In the material below, find every line containing the string "const" and return it.

--------------------------------------------------

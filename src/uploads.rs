use crate::errors::{AppError, AppResult};
use crate::models::{upload_uri, StoredUpload, TimelineDocument, UploadListing};
use crate::store::{DocumentStore, LoadOutcome, LoadedDocument};
use base64::alphabet;
use base64::engine::{DecodePaddingMode, GeneralPurpose, GeneralPurposeConfig};
use base64::Engine;
use chrono::Utc;
use once_cell::sync::Lazy;
use regex::Regex;
use std::collections::HashSet;
use std::ffi::OsString;
use std::fs::{self, OpenOptions};
use std::io::{ErrorKind, Write};
use std::path::{Path, PathBuf};
use uuid::Uuid;

static DATA_URI_RE: Lazy<Regex> = Lazy::new(|| {
    Regex::new(r"(?s)^data:([A-Za-z0-9.+/-]*)((?:;[A-Za-z0-9.+=-]+)*);base64,(.*)$")
        .expect("valid data uri regex")
});

const PAYLOAD_ENGINE: GeneralPurpose = GeneralPurpose::new(
    &alphabet::STANDARD,
    GeneralPurposeConfig::new().with_decode_padding_mode(DecodePaddingMode::Indifferent),
);

const MAX_STEM_CHARS: usize = 64;
const MAX_EXTENSION_CHARS: usize = 10;

const MIME_EXTENSIONS: &[(&str, &str)] = &[
    ("image/png", "png"),
    ("image/jpeg", "jpg"),
    ("image/gif", "gif"),
    ("image/webp", "webp"),
    ("image/avif", "avif"),
    ("image/bmp", "bmp"),
    ("image/svg+xml", "svg"),
];

#[derive(Debug, Clone, Default, PartialEq, Eq)]
pub struct CleanupReport {
    /// Public URIs of the files removed in this pass.
    pub deleted: Vec<String>,
    pub failed: usize,
}

/// The flat upload directory: stores new uploads and sweeps the ones no
/// timeline item references any more.
#[derive(Debug, Clone)]
pub struct UploadStore {
    dir: PathBuf,
    max_bytes: usize,
}

impl UploadStore {
    pub fn new(dir: impl Into<PathBuf>, max_bytes: usize) -> AppResult<Self> {
        let dir = dir.into();
        fs::create_dir_all(&dir).map_err(|error| AppError::Io(error.to_string()))?;
        Ok(Self { dir, max_bytes })
    }

    pub fn dir(&self) -> &Path {
        &self.dir
    }

    /// Lists uploads as public URIs. Sweeps orphaned files first, as a
    /// deliberate side effect; a failed or skipped sweep reports `cleaned: 0`.
    pub fn list_uploads(&self, store: &DocumentStore) -> AppResult<UploadListing> {
        let cleaned = store.with_snapshot(|loaded| self.sweep(loaded));

        let mut uploads: Vec<String> = self
            .file_names()?
            .iter()
            .filter_map(|name| name.to_str().map(upload_uri))
            .collect();
        uploads.sort();
        Ok(UploadListing { uploads, cleaned })
    }

    /// Deletes every regular file whose public URI no item references.
    pub fn collect_orphans(&self, document: &TimelineDocument) -> AppResult<CleanupReport> {
        let referenced = referenced_uris(document);
        let mut report = CleanupReport::default();

        for name in self.file_names()? {
            let uri = upload_uri(&name.to_string_lossy());
            // A name that is not UTF-8 has no URI an item could hold.
            if name.to_str().is_some() && referenced.contains(&uri) {
                continue;
            }
            match fs::remove_file(self.dir.join(&name)) {
                Ok(()) => report.deleted.push(uri),
                Err(error) if error.kind() == ErrorKind::NotFound => {}
                Err(error) => {
                    tracing::warn!(file = %uri, error = %error, "failed to delete orphaned upload");
                    report.failed += 1;
                }
            }
        }

        if !report.deleted.is_empty() {
            tracing::info!(count = report.deleted.len(), "deleted orphaned uploads");
        }
        Ok(report)
    }

    pub fn store_upload(&self, filename: &str, payload: &str) -> AppResult<StoredUpload> {
        if filename.trim().is_empty() {
            return Err(AppError::Validation("filename is required".to_string()));
        }
        let (mime, bytes) = decode_payload(payload, self.max_bytes)?;
        let stored_name = stored_filename(filename, mime.as_deref(), Utc::now().timestamp_millis());
        let path = self.dir.join(&stored_name);

        let mut file = OpenOptions::new()
            .write(true)
            .create_new(true)
            .open(&path)
            .map_err(|error| AppError::Io(error.to_string()))?;
        if let Err(error) = file.write_all(&bytes).and_then(|_| file.sync_all()) {
            tracing::warn!(file = %stored_name, error = %error, "failed to write upload");
            let _ = fs::remove_file(&path);
            return Err(AppError::Io(error.to_string()));
        }

        tracing::info!(file = %stored_name, bytes = bytes.len(), "stored upload");
        Ok(StoredUpload {
            uri: upload_uri(&stored_name),
            filename: stored_name,
            bytes: bytes.len(),
        })
    }

    /// Sweeps against a loaded document. A recovered default says nothing
    /// about what is referenced, so nothing is deleted against it.
    fn sweep(&self, loaded: &LoadedDocument) -> usize {
        if let LoadOutcome::RecoveredDefault { reason } = &loaded.outcome {
            tracing::warn!(
                dir = %self.dir.to_string_lossy(),
                reason = %reason,
                "timeline document unavailable; skipping upload cleanup"
            );
            return 0;
        }

        match self.collect_orphans(&loaded.document) {
            Ok(report) => report.deleted.len(),
            Err(error) => {
                tracing::warn!(
                    dir = %self.dir.to_string_lossy(),
                    error = %error,
                    "upload cleanup failed"
                );
                0
            }
        }
    }

    fn file_names(&self) -> AppResult<Vec<OsString>> {
        let entries = match fs::read_dir(&self.dir) {
            Ok(entries) => entries,
            Err(error) if error.kind() == ErrorKind::NotFound => return Ok(Vec::new()),
            Err(error) => return Err(AppError::Io(error.to_string())),
        };

        let mut names = Vec::new();
        for entry in entries {
            let entry = entry.map_err(|error| AppError::Io(error.to_string()))?;
            let file_type = entry.file_type().map_err(|error| AppError::Io(error.to_string()))?;
            if !file_type.is_file() {
                tracing::debug!(entry = %entry.path().to_string_lossy(), "skipping non-file upload entry");
                continue;
            }
            names.push(entry.file_name());
        }
        Ok(names)
    }
}

/// Every image URI the document references, including legacy `image` fields.
pub fn referenced_uris(document: &TimelineDocument) -> HashSet<String> {
    let mut referenced = HashSet::new();
    for item in &document.items {
        referenced.extend(item.images.iter().cloned());
        if let Some(image) = item.image.as_ref() {
            referenced.insert(image.clone());
        }
    }
    referenced
}

/// Accepts `data:<mime>;base64,<data>` or bare base64.
fn decode_payload(payload: &str, max_bytes: usize) -> AppResult<(Option<String>, Vec<u8>)> {
    let payload = payload.trim();
    let (mime, encoded) = if payload.starts_with("data:") {
        let captures = DATA_URI_RE
            .captures(payload)
            .ok_or_else(|| AppError::Validation("payload is not a base64 data URI".to_string()))?;
        let mime = captures
            .get(1)
            .map(|value| value.as_str().to_ascii_lowercase())
            .filter(|value| !value.is_empty());
        let encoded = captures.get(3).map(|value| value.as_str()).unwrap_or_default();
        (mime, encoded)
    } else {
        (None, payload)
    };

    let encoded: String = encoded.chars().filter(|ch| !ch.is_ascii_whitespace()).collect();
    if encoded.is_empty() {
        return Err(AppError::Validation("upload payload is empty".to_string()));
    }
    if encoded.len() / 4 * 3 > max_bytes.saturating_add(3) {
        return Err(AppError::Validation(format!("upload exceeds {} bytes", max_bytes)));
    }

    let bytes = PAYLOAD_ENGINE.decode(encoded.as_bytes())?;
    if bytes.is_empty() {
        return Err(AppError::Validation("upload payload is empty".to_string()));
    }
    if bytes.len() > max_bytes {
        return Err(AppError::Validation(format!("upload exceeds {} bytes", max_bytes)));
    }
    Ok((mime, bytes))
}

/// `<millis>-<8 hex>-<stem>[.<ext>]`, built only from characters that are
/// safe in a single path component.
fn stored_filename(original: &str, mime: Option<&str>, now_millis: i64) -> String {
    let base_name = original.rsplit(['/', '\\']).next().unwrap_or(original);
    let (stem, extension) = match base_name.rsplit_once('.') {
        Some((stem, extension)) if !stem.is_empty() => (stem, extension),
        _ => (base_name, ""),
    };

    let mut extension: String = extension
        .chars()
        .filter(|ch| ch.is_ascii_alphanumeric())
        .take(MAX_EXTENSION_CHARS)
        .collect::<String>()
        .to_ascii_lowercase();
    if extension.is_empty() {
        extension = mime
            .and_then(|mime| {
                MIME_EXTENSIONS
                    .iter()
                    .find(|(known, _)| *known == mime)
                    .map(|(_, extension)| extension.to_string())
            })
            .unwrap_or_default();
    }

    let short = Uuid::new_v4().simple().to_string();
    let mut name = format!("{}-{}-{}", now_millis, &short[..8], sanitize_stem(stem));
    if !extension.is_empty() {
        name.push('.');
        name.push_str(&extension);
    }
    name
}

fn sanitize_stem(input: &str) -> String {
    let mut out = String::with_capacity(input.len());
    for ch in input.chars() {
        if ch.is_ascii_alphanumeric() || ch == '-' || ch == '_' {
            out.push(ch);
        } else {
            out.push('_');
        }
    }
    let candidate: String = out.trim_matches('_').chars().take(MAX_STEM_CHARS).collect();
    if candidate.is_empty() {
        "upload".to_string()
    } else {
        candidate
    }
}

--------------------------------------------------

PROBLEM SOLUTION —
const PAYLOAD_ENGINE: GeneralPurpose = GeneralPurpose::new(
const MAX_STEM_CHARS: usize = 64;
const MAX_EXTENSION_CHARS: usize = 10;
const MIME_EXTENSIONS: &[(&str, &str)] = &[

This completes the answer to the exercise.